The OpenSearch query engine is the engine to do the query planning for user input queries. Currently the query engine is interfaced with SQL and PPL (Piped Processing Language), thus the users are able to write SQL and PPL queries to explore their data in OpenSearch. Most of the queries supported in the query engine are following the SQL use cases, which are mapped to the structured queries in OpenSearch.

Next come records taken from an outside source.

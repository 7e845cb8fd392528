//! Per-session configuration
//!
//! Every knob the player, the overlay and the screen read lives in one of the
//! structs below. They are passed in at construction time and never mutated
//! behind the owner's back.

use crate::{types::AspectRatio, Error, Result};
use serde::{Deserialize, Serialize};
use std::time::Duration;

/// Player-layer configuration
#[derive(Debug, Clone, PartialEq, Serialize, Deserialize)]
#[serde(default)]
pub struct PlayerConfig {
    /// Interval of the position/buffering poll
    #[serde(with = "duration_secs")]
    pub poll_interval: Duration,
    /// Cool-down before re-checking an empty buffer
    #[serde(with = "duration_secs")]
    pub buffering_retry_delay: Duration,
    /// Give up re-checking after this many attempts (None = keep retrying)
    pub max_buffering_retries: Option<u32>,
    /// Forced aspect ratio of the render surface
    pub aspect_ratio: AspectRatio,
    /// Initial playback rate
    pub playback_rate: f32,
}

impl Default for PlayerConfig {
    fn default() -> Self {
        Self {
            poll_interval: Duration::from_millis(500),
            buffering_retry_delay: Duration::from_secs(1),
            max_buffering_retries: None,
            aspect_ratio: AspectRatio::Default,
            playback_rate: 1.0,
        }
    }
}

impl PlayerConfig {
    pub fn validate(&self) -> Result<()> {
        if self.poll_interval.is_zero() {
            return Err(Error::InvalidConfig("poll_interval must be positive".into()));
        }
        if self.buffering_retry_delay.is_zero() {
            return Err(Error::InvalidConfig(
                "buffering_retry_delay must be positive".into(),
            ));
        }
        if !(self.playback_rate.is_finite() && self.playback_rate > 0.0) {
            return Err(Error::InvalidRate(self.playback_rate));
        }
        Ok(())
    }
}

/// Live streams show a "live" badge; archives get a scrubber and period picker
#[derive(Debug, Clone, Copy, PartialEq, Eq, Hash, Serialize, Deserialize, Default)]
#[serde(rename_all = "snake_case")]
pub enum VideoKind {
    Live,
    #[default]
    Archive,
}

/// Control overlay configuration
#[derive(Debug, Clone, PartialEq, Serialize, Deserialize)]
#[serde(default)]
pub struct OverlayConfig {
    /// Countdown before chrome hides itself
    #[serde(with = "duration_secs")]
    pub auto_hide_delay: Duration,
    /// Also hide while media is actively playing, not only when idle
    pub auto_hide_while_playing: bool,
    pub video_kind: VideoKind,
    /// Rates the speed buttons step through, ascending
    pub playback_rates: Vec<f32>,
    /// Entries of the archive period picker
    #[serde(with = "duration_secs_vec")]
    pub periods: Vec<Duration>,
    pub tint_color: String,
}

impl Default for OverlayConfig {
    fn default() -> Self {
        Self {
            auto_hide_delay: Duration::from_secs(5),
            auto_hide_while_playing: false,
            video_kind: VideoKind::Archive,
            playback_rates: vec![0.5, 1.0, 1.25, 1.5, 2.0],
            periods: vec![
                Duration::from_secs(15 * 60),
                Duration::from_secs(30 * 60),
                Duration::from_secs(60 * 60),
                Duration::from_secs(3 * 60 * 60),
            ],
            tint_color: "#ffffff".to_string(),
        }
    }
}

impl OverlayConfig {
    pub fn validate(&self) -> Result<()> {
        if self.playback_rates.is_empty() {
            return Err(Error::InvalidConfig("playback_rates must not be empty".into()));
        }
        if let Some(rate) = self
            .playback_rates
            .iter()
            .find(|r| !(r.is_finite() && **r > 0.0))
        {
            return Err(Error::InvalidRate(*rate));
        }
        if self.playback_rates.windows(2).any(|w| w[0] >= w[1]) {
            return Err(Error::InvalidConfig(
                "playback_rates must be strictly ascending".into(),
            ));
        }
        if !self.tint_color.starts_with('#') {
            return Err(Error::InvalidConfig(format!(
                "tint_color must be a hex color, got {}",
                self.tint_color
            )));
        }
        Ok(())
    }
}

/// Screen configuration: owns the other two
#[derive(Debug, Clone, PartialEq, Serialize, Deserialize)]
#[serde(default)]
pub struct ScreenConfig {
    /// Start playing as soon as a resource is set
    pub should_auto_play: bool,
    pub player: PlayerConfig,
    pub overlay: OverlayConfig,
}

impl Default for ScreenConfig {
    fn default() -> Self {
        Self {
            should_auto_play: true,
            player: PlayerConfig::default(),
            overlay: OverlayConfig::default(),
        }
    }
}

impl ScreenConfig {
    /// Parse and validate a JSON configuration
    pub fn from_json(json: &str) -> Result<Self> {
        let config: Self = serde_json::from_str(json)?;
        config.validate()?;
        Ok(config)
    }

    pub fn to_json(&self) -> Result<String> {
        Ok(serde_json::to_string_pretty(self)?)
    }

    pub fn validate(&self) -> Result<()> {
        self.player.validate()?;
        self.overlay.validate()
    }
}

mod duration_secs {
    use serde::{Deserialize, Deserializer, Serializer};
    use std::time::Duration;

    pub fn serialize<S: Serializer>(value: &Duration, serializer: S) -> Result<S::Ok, S::Error> {
        serializer.serialize_f64(value.as_secs_f64())
    }

    pub fn deserialize<'de, D: Deserializer<'de>>(deserializer: D) -> Result<Duration, D::Error> {
        let secs = f64::deserialize(deserializer)?;
        Duration::try_from_secs_f64(secs).map_err(serde::de::Error::custom)
    }
}

mod duration_secs_vec {
    use serde::{Deserialize, Deserializer, Serializer};
    use std::time::Duration;

    pub fn serialize<S: Serializer>(value: &[Duration], serializer: S) -> Result<S::Ok, S::Error> {
        serializer.collect_seq(value.iter().map(Duration::as_secs_f64))
    }

    pub fn deserialize<'de, D: Deserializer<'de>>(
        deserializer: D,
    ) -> Result<Vec<Duration>, D::Error> {
        Vec::<f64>::deserialize(deserializer)?
            .into_iter()
            .map(|secs| Duration::try_from_secs_f64(secs).map_err(serde::de::Error::custom))
            .collect()
    }
}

This design is to support the relevance based search queries with query engine, in another word to enable the OpenSearch users to write SQL/PPL languages to do the search by relevance in the search engine.

1.1 Problem Statement

1. DSL is not commonly used OpenSearch query language (DSL) is not commonly used in regular databases, especially for the users in the realm of analytics rather than development. This is also the reason we created the SQL plugin, where the query engine lies in. Like many other SQL servers where the full text search features are enabled to support the relevance based search with SQL language, the SQL plugin in OpenSearch is also a perfect target for users to search by relevance on the indexed database if we support the search features in the query engine.

2. OpenSearch search features are not present in the new query engine The current query engine is working more like a traditional SQL server to retrieve exact data from the OpenSearch indices, so from the query engine standpoint, the OpenSearch is treated as an ordinary database to store data rather than a search engine. One of the gap in between is the search features in the search engine are not supported in the query engine. By bringing search by relevance, one of the most relevant features of the search engine, into the query engine, our users would be able to explore and do the search using SQL or PPL language directly.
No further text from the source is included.